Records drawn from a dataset
- - - - -

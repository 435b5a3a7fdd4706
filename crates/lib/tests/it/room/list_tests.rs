//! List mutation tests: inserts, moves, sets, deletes and index validation.

use canopy::{LiveValue, NodeId, crdt::ListChange, position::Position, room::SubscribeOptions};
use rand::{Rng, SeedableRng, rngs::StdRng};
use serde_json::json;

use crate::helpers::*;

// ===== INSERTION =====

#[test]
fn test_insert_at_index() {
    let (mut room, list) = room_with_list(1);
    room.list_push(&list, "a").unwrap();
    room.list_push(&list, "c").unwrap();

    room.list_insert(&list, 1, "b").unwrap();
    room.list_insert(&list, 0, "start").unwrap();
    room.list_insert(&list, 4, "end").unwrap();

    assert_eq!(
        list_json(&room, &list),
        json!(["start", "a", "b", "c", "end"])
    );
    assert_eq!(room.list_len(&list).unwrap(), 5);
    assert_eq!(room.list_get(&list, 2).unwrap().unwrap(), json!("b"));
    assert!(room.list_get(&list, 5).unwrap().is_none());
}

#[test]
fn test_inserted_position_sorts_between_neighbors() {
    let (mut room, list) = room_with_list(1);
    let mut rng = StdRng::seed_from_u64(7);

    for round in 0..200 {
        let len = room.list_len(&list).unwrap();
        let index = rng.gen_range(0..=len);
        let child = room.list_insert(&list, index, round as i64).unwrap();

        let key = |id: &NodeId| Position::parse(room.parent_of(id).unwrap().unwrap().key).unwrap();
        let position = key(&child);
        if index > 0 {
            let before = room.list_child(&list, index - 1).unwrap().unwrap();
            assert!(key(&before) < position, "round {round}: not after left neighbor");
        }
        if let Some(after) = room.list_child(&list, index + 1).unwrap() {
            assert!(position < key(&after), "round {round}: not before right neighbor");
        }
        assert_eq!(room.list_child(&list, index).unwrap(), Some(child));
    }
}

#[test]
fn test_nested_containers_in_list() {
    let (mut room, list) = room_with_list(1);
    let todo = room
        .list_push(
            &list,
            LiveValue::object([
                ("title", LiveValue::from("write tests")),
                ("tags", LiveValue::list(["a", "b"])),
            ]),
        )
        .unwrap();

    assert_eq!(
        list_json(&room, &list),
        json!([{"title": "write tests", "tags": ["a", "b"]}])
    );
    let tags = room.child(&todo, "tags").unwrap().unwrap();
    room.list_push(&tags, "c").unwrap();
    assert_eq!(list_json(&room, &tags), json!(["a", "b", "c"]));
}

// ===== MOVES =====

#[test]
fn test_move_in_both_directions() {
    let mut room = test_room(1);
    let list = room
        .object_set(&NodeId::root(), "items", LiveValue::list(["a", "b", "c", "d"]))
        .unwrap()
        .unwrap();

    room.list_move(&list, 3, 1).unwrap();
    assert_eq!(list_json(&room, &list), json!(["a", "d", "b", "c"]));

    room.list_move(&list, 0, 3).unwrap();
    assert_eq!(list_json(&room, &list), json!(["d", "b", "c", "a"]));

    room.list_move(&list, 2, 0).unwrap();
    assert_eq!(list_json(&room, &list), json!(["c", "d", "b", "a"]));

    // Moving onto itself is a no-op.
    let pending = room.pending().len();
    room.list_move(&list, 1, 1).unwrap();
    assert_eq!(room.pending().len(), pending);
}

#[test]
fn test_move_keeps_node_identity() {
    let mut room = test_room(1);
    let list = room
        .object_set(&NodeId::root(), "items", LiveValue::list(["a", "b"]))
        .unwrap()
        .unwrap();
    let first = room.list_child(&list, 0).unwrap().unwrap();
    let recorded = record_updates(&mut room, &list, SubscribeOptions::default());

    room.list_move(&list, 0, 1).unwrap();

    assert_eq!(room.list_child(&list, 1).unwrap(), Some(first));
    let recorded = recorded.borrow();
    let changes = recorded[0][0].list_changes().unwrap();
    assert!(matches!(
        changes,
        [ListChange::Move {
            index: 1,
            previous_index: 0,
            ..
        }]
    ));
}

// ===== SET AND DELETE =====

#[test]
fn test_set_replaces_in_place() {
    let mut room = test_room(1);
    let list = room
        .object_set(&NodeId::root(), "items", LiveValue::list(["a", "b", "c"]))
        .unwrap()
        .unwrap();
    let old = room.list_child(&list, 1).unwrap().unwrap();
    let recorded = record_updates(&mut room, &list, SubscribeOptions::default());

    let new = room.list_set(&list, 1, "x").unwrap();

    assert_eq!(list_json(&room, &list), json!(["a", "x", "c"]));
    assert!(!room.contains(&old));
    assert_eq!(room.list_child(&list, 1).unwrap(), Some(new));
    let recorded = recorded.borrow();
    assert!(matches!(
        recorded[0][0].list_changes().unwrap(),
        [ListChange::Set { index: 1, .. }]
    ));
}

#[test]
fn test_delete_and_clear() {
    let mut room = test_room(1);
    let list = room
        .object_set(&NodeId::root(), "items", LiveValue::list(["a", "b", "c"]))
        .unwrap()
        .unwrap();

    room.list_delete(&list, 1).unwrap();
    assert_eq!(list_json(&room, &list), json!(["a", "c"]));

    room.list_clear(&list).unwrap();
    assert_eq!(list_json(&room, &list), json!([]));
    assert_eq!(room.children_of(&list).unwrap(), Vec::<NodeId>::new());
}

// ===== VALIDATION =====

#[test]
fn test_out_of_bounds_indices_are_rejected() {
    let mut room = test_room(1);
    let list = room
        .object_set(&NodeId::root(), "items", LiveValue::list(["a"]))
        .unwrap()
        .unwrap();
    let before = root_json(&room);
    let pending = room.pending().len();

    assert!(room.list_insert(&list, 2, "x").unwrap_err().is_validation_error());
    assert!(room.list_set(&list, 1, "x").unwrap_err().is_validation_error());
    assert!(room.list_delete(&list, 1).unwrap_err().is_validation_error());
    assert!(room.list_move(&list, 0, 1).unwrap_err().is_validation_error());

    assert_eq!(root_json(&room), before);
    assert_eq!(room.pending().len(), pending);
}

#[test]
fn test_list_ops_on_wrong_kind() {
    let mut room = test_room(1);
    let err = room.list_push(&NodeId::root(), "x").unwrap_err();
    assert!(err.is_validation_error());
    assert!(!err.is_not_found());

    let err = room.list_push(&NodeId::new("9:9"), "x").unwrap_err();
    assert!(err.is_not_found());
}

- - - - -

■ WHAT IS EXPECTED: Filter the records above, keeping each line that contains the word "StdRng".

■ RESPONSE:
use rand::{Rng, SeedableRng, rngs::StdRng};
    let mut rng = StdRng::seed_from_u64(7);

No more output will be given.